You are on page 1of 5

Implementing Parallel processing in Peoplesoft - Part I/III

What is parallel processing?

You might have seen some batch jobs which updates/creates millions of data taking much
time to finish the job. It is taking time due to the amount of data that needs to be
processed (apart from the bad design/sqls). Parallel processing is a method by which we
could finish the job in a matter of minutes. It is a process by which we divide the data into
smaller logical sets and running the job for each set at the same time. Peoplesoft support
the parallel processing in application engines by means of temporary tables and inbuilt
mechanism to launch multiple instances.

Suppose I have a process which updates the salary record of all my employees (say


100000). The employees belong to 5 different business units (BU) with 20000 employees in
each business units.

If I run the update process for all the employees without parallel processing, the job has
to update all the employees’ record and say it finishes in 10 minutes. What if I divide my
employees based on BU and run each instance of the same program simultaneously? Each
individual process will take 2 minutes and since all the process is run at the same time, the
entire record will be finished at the same time. So I reduced my processing time from 10
minutes to 2 minutes (in real scenario, it may take time more than 2 minutes but still it
will be better than the initial 10 minutes time). The following diagram illustrates running
of process in parallel.
There will be a delay between the actual processing start of the first instance and second
instance (applicable for all instances). This is due to the fact that, each individual set of
process will lock the data to be processed in the base table.

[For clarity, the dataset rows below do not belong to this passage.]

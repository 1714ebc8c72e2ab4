//! # sheetstore-cli
//!
//! Command-line interface for the sheetstore document store.

use anyhow::{Context, Result};
use clap::{Parser, Subcommand};
use colored::Colorize;
use serde::de::DeserializeOwned;
use serde::Serialize;
use sheetstore_store::{
    AsyncDocumentService, DocumentService, OperationResponse, StoreConfig, StoreError,
};
use std::io::Read;
use std::path::{Path, PathBuf};
use std::process::ExitCode;
use tracing_subscriber::EnvFilter;

/// sheetstore - concurrent, versioned spreadsheet document store
#[derive(Parser, Debug)]
#[command(name = "sheetstore")]
#[command(author, version, about = "Read and write cells of stored spreadsheets", long_about = None)]
struct Cli {
    /// YAML configuration file
    #[arg(short, long, value_name = "FILE", global = true)]
    config: Option<PathBuf>,

    /// Enable verbose output
    #[arg(short, long, global = true)]
    verbose: bool,

    #[command(subcommand)]
    command: Command,
}

#[derive(Subcommand, Debug)]
enum Command {
    /// Write a default configuration file
    Init {
        /// Where to write the configuration
        #[arg(default_value = "sheetstore.yaml")]
        output: PathBuf,

        /// Overwrite an existing file
        #[arg(long)]
        force: bool,
    },
    /// Apply a write request (JSON file, or - for stdin)
    Write {
        #[arg(value_name = "REQUEST")]
        request: PathBuf,
    },
    /// Run a read request (JSON file, or - for stdin)
    Read {
        #[arg(value_name = "REQUEST")]
        request: PathBuf,
    },
    /// Write then read in one request (JSON file, or - for stdin)
    Op {
        #[arg(value_name = "REQUEST")]
        request: PathBuf,
    },
    /// List stored snapshots of a document, oldest first
    Versions {
        document: String,
    },
}

#[tokio::main]
async fn main() -> Result<ExitCode> {
    let cli = Cli::parse();

    // Logs go to stderr; stdout carries the JSON response.
    let default_level = if cli.verbose { "info" } else { "warn" };
    tracing_subscriber::fmt()
        .with_env_filter(
            EnvFilter::try_from_default_env().unwrap_or_else(|_| EnvFilter::new(default_level)),
        )
        .with_writer(std::io::stderr)
        .init();

    let config_path = cli.config;
    let open = || open_service(config_path.as_deref());

    let outcome = match cli.command {
        Command::Init { output, force } => {
            init(config_path.as_deref().unwrap_or(&output), force)?;
            return Ok(ExitCode::SUCCESS);
        }
        Command::Write { request } => open()?.write(load_request(&request)?).await,
        Command::Read { request } => open()?.read(load_request(&request)?).await,
        Command::Op { request } => open()?.operate(load_request(&request)?).await,
        Command::Versions { document } => {
            return match open()?.versions(document).await {
                Ok(versions) => {
                    print_json(&versions)?;
                    Ok(ExitCode::SUCCESS)
                }
                Err(err) => report_failure(&err),
            };
        }
    };

    match outcome {
        Ok(response) => {
            print_json(&response)?;
            Ok(ExitCode::SUCCESS)
        }
        Err(err) => report_failure(&err),
    }
}

fn open_service(config_path: Option<&Path>) -> Result<AsyncDocumentService> {
    let config = StoreConfig::load(config_path).context("Failed to load configuration")?;
    let service =
        DocumentService::from_config(&config).context("Failed to open document store")?;
    Ok(AsyncDocumentService::new(service))
}

/// Write the default configuration to `path`.
fn init(path: &Path, force: bool) -> Result<()> {
    if path.exists() && !force {
        anyhow::bail!(
            "{} already exists (use --force to overwrite)",
            path.display()
        );
    }
    let config = StoreConfig::default();
    let yaml = serde_yaml::to_string(&config).context("Failed to render configuration")?;
    std::fs::write(path, yaml)
        .with_context(|| format!("Failed to write config: {}", path.display()))?;
    eprintln!("{} {}", "Created".green().bold(), path.display());
    Ok(())
}

/// Parse a JSON request from a file, or from stdin when `source` is `-`.
fn load_request<T: DeserializeOwned>(source: &Path) -> Result<T> {
    let text = if source == Path::new("-") {
        let mut text = String::new();
        std::io::stdin()
            .read_to_string(&mut text)
            .context("Failed to read request from stdin")?;
        text
    } else {
        std::fs::read_to_string(source)
            .with_context(|| format!("Failed to read request: {}", source.display()))?
    };
    serde_json::from_str(&text)
        .with_context(|| format!("Invalid request in {}", source.display()))
}

fn print_json<T: Serialize>(value: &T) -> Result<()> {
    println!("{}", serde_json::to_string_pretty(value)?);
    Ok(())
}

fn report_failure(err: &StoreError) -> Result<ExitCode> {
    print_json(&OperationResponse::failure(err))?;
    eprintln!("{} {err}", "Error:".red().bold());
    Ok(ExitCode::FAILURE)
}

#[cfg(test)]
mod tests {
    use super::*;
    use sheetstore_store::WriteRequest;

    #[test]
    fn test_parse_subcommands() {
        let cli = Cli::try_parse_from(["sheetstore", "-v", "read", "req.json"]).unwrap();
        assert!(cli.verbose);
        assert!(matches!(cli.command, Command::Read { ref request } if request == Path::new("req.json")));

        let cli =
            Cli::try_parse_from(["sheetstore", "versions", "report.xlsx", "--config", "s.yaml"])
                .unwrap();
        assert_eq!(cli.config.as_deref(), Some(Path::new("s.yaml")));
        assert!(matches!(cli.command, Command::Versions { ref document } if document == "report.xlsx"));

        let cli = Cli::try_parse_from(["sheetstore", "op", "-"]).unwrap();
        assert!(matches!(cli.command, Command::Op { ref request } if request == Path::new("-")));
    }

    #[test]
    fn test_parse_rejects_missing_command() {
        assert!(Cli::try_parse_from(["sheetstore"]).is_err());
        assert!(Cli::try_parse_from(["sheetstore", "write"]).is_err());
    }

    #[test]
    fn test_load_request_from_file() {
        let dir = tempfile::tempdir().unwrap();
        let path = dir.path().join("write.json");
        std::fs::write(
            &path,
            r#"{"fileName": "a.xlsx", "sheetName": "Sheet1",
                "cells": [{"cellAddress": "A1", "value": 1, "valueType": "NUMBER"}]}"#,
        )
        .unwrap();
        let request: WriteRequest = load_request(&path).unwrap();
        assert_eq!(request.file_name.as_deref(), Some("a.xlsx"));
        assert_eq!(request.cells.len(), 1);

        std::fs::write(&path, "{not json").unwrap();
        let err = load_request::<WriteRequest>(&path).unwrap_err();
        assert!(err.to_string().starts_with("Invalid request"));
        assert!(load_request::<WriteRequest>(&dir.path().join("missing.json")).is_err());
    }

    #[test]
    fn test_init_writes_loadable_config() {
        let dir = tempfile::tempdir().unwrap();
        let path = dir.path().join("sheetstore.yaml");

        init(&path, false).unwrap();
        let text = std::fs::read_to_string(&path).unwrap();
        assert_eq!(StoreConfig::from_yaml_str(&text).unwrap(), StoreConfig::default());
        assert!(init(&path, false).is_err());
        init(&path, true).unwrap();
    }
}
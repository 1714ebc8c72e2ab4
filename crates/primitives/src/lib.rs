//! # sheetstore primitives
//!
//! Cell addressing (A1 notation, sheet-name rules), Excel serial dates, and
//! the value types produced by formula evaluation.

pub mod address;
pub mod datetime;
mod value;

pub use address::{normalize, validate_sheet_name, AddressError, CellAddress, CellRange};
pub use value::{ErrorValue, Value};
/// Formula errors.
///
/// These describe formulas that cannot be evaluated at all. A formula that
/// evaluates to an Excel error such as `#DIV/0!` is a successful evaluation
/// producing [`Value::Error`].
#[derive(Debug, Clone, PartialEq, thiserror::Error)]
pub enum FormulaError {
    #[error("Parse error: {0}")]
    ParseError(String),
    #[error("Unknown function: {0}")]
    UnknownFunction(String),
    #[error("Invalid argument count for {0}: expected {1}, got {2}")]
    InvalidArgCount(String, String, usize),
    #[error("Circular reference detected at {0}")]
    CircularReference(String),
    #[error("Unknown sheet: {0}")]
    UnknownSheet(String),
    #[error("Evaluation nesting exceeds {MAX_EVAL_DEPTH} levels")]
    DepthExceeded,
    #[error("Range {0} is too large to evaluate")]
    RangeTooLarge(String),
}

/// Raw content of a stored cell as seen by the evaluator.
#[derive(Debug, Clone, PartialEq)]
pub enum CellContent<'a> {
    /// A literal value.
    Value(Value),
    /// A formula expression, with or without the leading `=`.
    Formula(&'a str),
}

/// Where the evaluator looks up referenced cells.
///
/// Sheet names are matched case-insensitively by implementors.
pub trait CellSource {
    fn has_sheet(&self, sheet: &str) -> bool;
    /// Content of a cell, `None` when the cell is blank.
    fn cell(&self, sheet: &str, addr: CellAddress) -> Option<CellContent<'_>>;
}

pub type FunctionImpl = fn(&[Value]) -> Value;

/// Function definition
pub struct FunctionDefinition {
    pub min_args: usize,
    pub max_args: Option<usize>,
    /// When false, the first error argument is returned without calling `eval`.
    pub accepts_errors: bool,
    pub eval: FunctionImpl,
}

impl FunctionDefinition {
    /// Fixed number of arguments
    pub fn fixed(args: usize, eval: FunctionImpl) -> Self {
        Self::range(args, args, eval)
    }

    /// Variable number of arguments
    pub fn variadic(min: usize, eval: FunctionImpl) -> Self {
        Self {
            min_args: min,
            max_args: None,
            accepts_errors: false,
            eval,
        }
    }

    /// Range of arguments
    pub fn range(min: usize, max: usize, eval: FunctionImpl) -> Self {
        Self {
            min_args: min,
            max_args: Some(max),
            accepts_errors: false,
            eval,
        }
    }

    /// Hand error arguments to the function instead of short-circuiting.
    pub fn with_errors(mut self) -> Self {
        self.accepts_errors = true;
        self
    }

    fn validate_arg_count(&self, provided: usize) -> Result<(), String> {
        let too_many = self.max_args.is_some_and(|max| provided > max);
        if provided < self.min_args || too_many {
            return Err(self.expected_args_label());
        }
        Ok(())
    }

    fn expected_args_label(&self) -> String {
        match self.max_args {
            Some(max) if max == self.min_args => format!("{}", self.min_args),
            Some(max) => format!("{}..{}", self.min_args, max),
            None => format!("{}+", self.min_args),
        }
    }
}

/// Registry of available functions
pub struct FunctionRegistry {
    functions: HashMap<String, FunctionDefinition>,
}

impl Default for FunctionRegistry {
    fn default() -> Self {
        let mut registry = Self {
            functions: HashMap::new(),
        };
        registry.register_standard_functions();
        registry
    }
}

impl FunctionRegistry {
    /// Shared registry holding the standard functions.
    pub fn standard() -> &'static FunctionRegistry {
        static STANDARD: OnceLock<FunctionRegistry> = OnceLock::new();
        STANDARD.get_or_init(FunctionRegistry::default)
    }

    fn register_standard_functions(&mut self) {
        use functions as f;

        // Math
        self.register("SUM", FunctionDefinition::variadic(1, f::sum));
        self.register("AVERAGE", FunctionDefinition::variadic(1, f::average));
        self.register("COUNT", FunctionDefinition::variadic(1, f::count).with_errors());
        self.register("COUNTA", FunctionDefinition::variadic(1, f::counta).with_errors());
        self.register("MIN", FunctionDefinition::variadic(1, f::min));
        self.register("MAX", FunctionDefinition::variadic(1, f::max));
        self.register("PRODUCT", FunctionDefinition::variadic(1, f::product));
        self.register("ABS", FunctionDefinition::fixed(1, f::abs));
        self.register("ROUND", FunctionDefinition::range(1, 2, f::round));
        self.register("ROUNDUP", FunctionDefinition::range(1, 2, f::roundup));
        self.register("ROUNDDOWN", FunctionDefinition::range(1, 2, f::rounddown));
        self.register("INT", FunctionDefinition::fixed(1, f::int));
        self.register("MOD", FunctionDefinition::fixed(2, f::modulo));
        self.register("POWER", FunctionDefinition::fixed(2, f::power));
        self.register("SQRT", FunctionDefinition::fixed(1, f::sqrt));

        // Logical
        self.register("AND", FunctionDefinition::variadic(1, f::and));
        self.register("OR", FunctionDefinition::variadic(1, f::or));
        self.register("NOT", FunctionDefinition::fixed(1, f::not));

        // Text
        self.register("CONCAT", FunctionDefinition::variadic(1, f::concat));
        self.register("CONCATENATE", FunctionDefinition::variadic(1, f::concat));
        self.register("LEN", FunctionDefinition::fixed(1, f::len));
        self.register("UPPER", FunctionDefinition::fixed(1, f::upper));
        self.register("LOWER", FunctionDefinition::fixed(1, f::lower));
        self.register("TRIM", FunctionDefinition::fixed(1, f::trim));
        self.register("LEFT", FunctionDefinition::range(1, 2, f::left));
        self.register("RIGHT", FunctionDefinition::range(1, 2, f::right));
        self.register("MID", FunctionDefinition::fixed(3, f::mid));

        // Information
        self.register("ISBLANK", FunctionDefinition::fixed(1, f::isblank).with_errors());
        self.register("ISNUMBER", FunctionDefinition::fixed(1, f::isnumber).with_errors());
        self.register("ISTEXT", FunctionDefinition::fixed(1, f::istext).with_errors());
        self.register("ISERROR", FunctionDefinition::fixed(1, f::iserror).with_errors());

        // Date
        self.register("DATE", FunctionDefinition::fixed(3, f::date));
        self.register("TODAY", FunctionDefinition::fixed(0, f::today));
    }

    fn register(&mut self, name: &str, def: FunctionDefinition) {
        self.functions.insert(name.to_uppercase(), def);
    }

    /// Check if a function exists
    pub fn has_function(&self, name: &str) -> bool {
        is_lazy_function(name) || self.functions.contains_key(&name.to_uppercase())
    }

    /// Get a function definition by name
    pub fn get(&self, name: &str) -> Option<&FunctionDefinition> {
        self.functions.get(&name.to_uppercase())
    }
}

/// Functions whose arguments are evaluated on demand by the evaluator itself.
fn is_lazy_function(name: &str) -> bool {
    matches!(name.to_uppercase().as_str(), "IF" | "IFERROR")
}

type CacheKey = (String, CellAddress);

/// Evaluates formulas against a [`CellSource`].
///
/// Every formula cell computed through one evaluator is cached, so a batch
/// of reads sharing an evaluator computes each cell at most once. Reference
/// cycles are reported as [`FormulaError::CircularReference`].
pub struct Evaluator<'a, S: CellSource + ?Sized> {
    source: &'a S,
    functions: &'a FunctionRegistry,
    cache: RefCell<HashMap<CacheKey, Result<Value, FormulaError>>>,
    in_progress: RefCell<HashSet<CacheKey>>,
    depth: Cell<usize>,
}

impl<'a, S: CellSource + ?Sized> Evaluator<'a, S> {
    pub fn new(source: &'a S) -> Self {
        Self::with_registry(source, FunctionRegistry::standard())
    }

    pub fn with_registry(source: &'a S, functions: &'a FunctionRegistry) -> Self {
        Self {
            source,
            functions,
            cache: RefCell::new(HashMap::new()),
            in_progress: RefCell::new(HashSet::new()),
            depth: Cell::new(0),
        }
    }

    /// Number of formula cells evaluated so far.
    pub fn cached_cells(&self) -> usize {
        self.cache.borrow().len()
    }

    /// Evaluate formula text as if it were entered on `sheet`.
    pub fn evaluate(&self, sheet: &str, formula: &str) -> Result<Value, FormulaError> {
        let expr = parse_formula(formula)?;
        let value = self.eval_expr(&expr, sheet)?;
        Ok(finish(value))
    }

    /// Value of a stored cell: literals as stored, formulas evaluated.
    ///
    /// Blank cells yield [`Value::Empty`]. A formula whose result is blank
    /// yields `0`, as in Excel.
    pub fn evaluate_cell(&self, sheet: &str, addr: CellAddress) -> Result<Value, FormulaError> {
        if !self.source.has_sheet(sheet) {
            return Err(FormulaError::UnknownSheet(sheet.to_string()));
        }
        match self.source.cell(sheet, addr) {
            None => Ok(Value::Empty),
            Some(CellContent::Value(value)) => Ok(value),
            Some(CellContent::Formula(text)) => self.evaluate_formula_cell(sheet, addr, text),
        }
    }

    fn evaluate_formula_cell(
        &self,
        sheet: &str,
        addr: CellAddress,
        text: &str,
    ) -> Result<Value, FormulaError> {
        let key = (sheet.to_lowercase(), addr);
        if let Some(cached) = self.cache.borrow().get(&key) {
            return cached.clone();
        }
        if !self.in_progress.borrow_mut().insert(key.clone()) {
            return Err(FormulaError::CircularReference(format!("{sheet}!{addr}")));
        }
        let result = self.nested(|| {
            parse_formula(text)
                .and_then(|expr| self.eval_expr(&expr, sheet))
                .map(finish)
        });
        self.in_progress.borrow_mut().remove(&key);
        self.cache.borrow_mut().insert(key, result.clone());
        result
    }

    /// Run `step` one level deeper, failing once the depth budget is spent.
    fn nested<T>(
        &self,
        step: impl FnOnce() -> Result<T, FormulaError>,
    ) -> Result<T, FormulaError> {
        let depth = self.depth.get();
        if depth >= MAX_EVAL_DEPTH {
            return Err(FormulaError::DepthExceeded);
        }
        self.depth.set(depth + 1);
        let result = step();
        self.depth.set(depth);
        result
    }

    fn eval_expr(&self, expr: &FormulaExpr, sheet: &str) -> Result<Value, FormulaError> {
        self.nested(|| self.eval_node(expr, sheet))
    }

    fn eval_node(&self, expr: &FormulaExpr, sheet: &str) -> Result<Value, FormulaError> {
        match expr {
            FormulaExpr::Literal(value) => Ok(value.clone()),
            FormulaExpr::CellRef { sheet: target, addr } => {
                self.evaluate_cell(target.as_deref().unwrap_or(sheet), *addr)
            }
            FormulaExpr::RangeRef {
                sheet: target,
                range,
            } => self.eval_range(target.as_deref().unwrap_or(sheet), range),
            FormulaExpr::UnaryOp { op, expr } => {
                let value = self.eval_expr(expr, sheet)?;
                Ok(eval_unary(*op, &value))
            }
            FormulaExpr::BinaryOp { op, left, right } => {
                let left_val = self.eval_expr(left, sheet)?;
                if let Value::Error(err) = left_val {
                    return Ok(Value::Error(err));
                }
                let right_val = self.eval_expr(right, sheet)?;
                if let Value::Error(err) = right_val {
                    return Ok(Value::Error(err));
                }
                Ok(eval_binary(*op, &left_val, &right_val))
            }
            FormulaExpr::FunctionCall { name, args } => self.eval_call(name, args, sheet),
        }
    }

    fn eval_range(&self, sheet: &str, range: &CellRange) -> Result<Value, FormulaError> {
        if range.size() > MAX_RANGE_CELLS {
            return Err(FormulaError::RangeTooLarge(range.to_string()));
        }
        if !self.source.has_sheet(sheet) {
            return Err(FormulaError::UnknownSheet(sheet.to_string()));
        }
        let mut rows = Vec::new();
        for row in range.start.row..=range.end.row {
            let mut values = Vec::new();
            for col in range.start.col..=range.end.col {
                values.push(self.evaluate_cell(sheet, CellAddress::new(row, col))?);
            }
            rows.push(values);
        }
        Ok(Value::Array(rows))
    }

    fn eval_call(
        &self,
        name: &str,
        args: &[FormulaExpr],
        sheet: &str,
    ) -> Result<Value, FormulaError> {
        match name {
            "IF" => {
                check_arg_count(name, args.len(), 2, 3)?;
                let condition = self.eval_expr(&args[0], sheet)?;
                let branch = match functions::to_bool(&condition) {
                    Err(err) => return Ok(Value::Error(err)),
                    Ok(true) => args.get(1),
                    Ok(false) => args.get(2),
                };
                return match branch {
                    Some(expr) => self.eval_expr(expr, sheet),
                    None => Ok(Value::Bool(false)),
                };
            }
            "IFERROR" => {
                check_arg_count(name, args.len(), 2, 2)?;
                let value = self.eval_expr(&args[0], sheet)?;
                return if value.is_error() {
                    self.eval_expr(&args[1], sheet)
                } else {
                    Ok(value)
                };
            }
            _ => {}
        }

        let def = self
            .functions
            .get(name)
            .ok_or_else(|| FormulaError::UnknownFunction(name.to_string()))?;
        def.validate_arg_count(args.len()).map_err(|expected| {
            FormulaError::InvalidArgCount(name.to_string(), expected, args.len())
        })?;

        let mut evaled_args = Vec::with_capacity(args.len());
        for arg in args {
            let value = self.eval_expr(arg, sheet)?;
            if let (Value::Error(err), false) = (&value, def.accepts_errors) {
                return Ok(Value::Error(*err));
            }
            evaled_args.push(value);
        }
        Ok((def.eval)(&evaled_args))
    }
}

Since one process is updating
the base table, the other one has to wait until the database frees the base table.

Similarly there will be delay when we update back the base table with updated data. But
this delay will be negligible when compared to the overall gain in performance.

Implementing Parallel processing in Peoplesoft - Part II/III

When do we need to implement parallel processing?

You might have wondered from the previous post that how it will improve the performance
if we split the process. If I’m having only one update statement and if I use set based
processing for doing that, then where really is my performance improved.  It will not be
always good make a process do the processing in parallel. Sometimes it may have negative
performance gains. As per the example I stated above it will be an overhead for the server
to send 5 sql statements instead of one. So when do I need to make the process parallel?
Below are some scenarios which you can think of introducing parallel processing.

   1.       My process is updating/ creating millions of rows in single run. 

   2.       There is a possibility that multiple users will run my process at the same time for same
transaction. This can happen if the same process is available in batch and online mode. In
this case if one person runs in batch mode and one person runs online for the same
transaction, one of my processes may error out or updates the tables with wrong data.
Also there can be a chance where two users running the same process with same
runcontrol parameters at the same time.

   3.       The transaction data to be processed is present in multiple tables and I do the


processing by importing relevant data to a intermediate (temporary) table. With almost all
the real process which does bulk processing this is applicable. The data required for
processing may be scattered across different tables. I then need to query each individual
table and select the relevant data and put that into a common temporary table and from
there I do the processing. In the salary example, this scenario will come up if you are
increasing the salary of your employees based of different rules such as (a) the percentage
increase depends on your designation (b) percentage increase depends on your experience
(c) percentage increase depends on your performance rating and so on.

   4.       You are doing row by row processing in your application engine program. There can be
scenarios where you cannot do all your processing in set based manor. In such cases
implementing parallel processing is the best option. Since the time required for processing
is directly coupled to the number of rows, the more row you have to process, the more
time it is going to take. So divide your data into logical set and run the process in parallel.
It will reduce the number of rows for each individual process instance and thereby the
processing time also gets reduced.

Implementing Parallel processing in Peoplesoft - Part III/III

How to implement parallel processing?

Implementing parallel processing in Peoplesoft is a simple task if you make sure that you
follow all the steps systematically. Below is the generic guide line to implement parallel
processing in peoplesoft.

   1.       Include locking fields in the base table – The main/ driver table for your transaction


should contain a field to map that the table is used by an application engine program. The
best way to do so is to add field PROCESS_INSTANCE in your base table. If you are allowing
users to run the same process in online mode also it is recommended that you add one
more fied PROCESSED_FALG. The significance of these fields will be explained in the
following steps.

   2.       Create temporary tables – Temporary tables is the heart of peoplesoft parallel


processing. For all the temporary data collections and manipulations, it is recommended
that you do it inside a table. This will avoid data being transferred out of the database and
makes the processing faster. The temporary tables should contain PROCESS_INSTANCE as
one of the key. The usual naming convention will be the table name ending with _TAO or
_TMP. The record type should be selected as Temporary Table.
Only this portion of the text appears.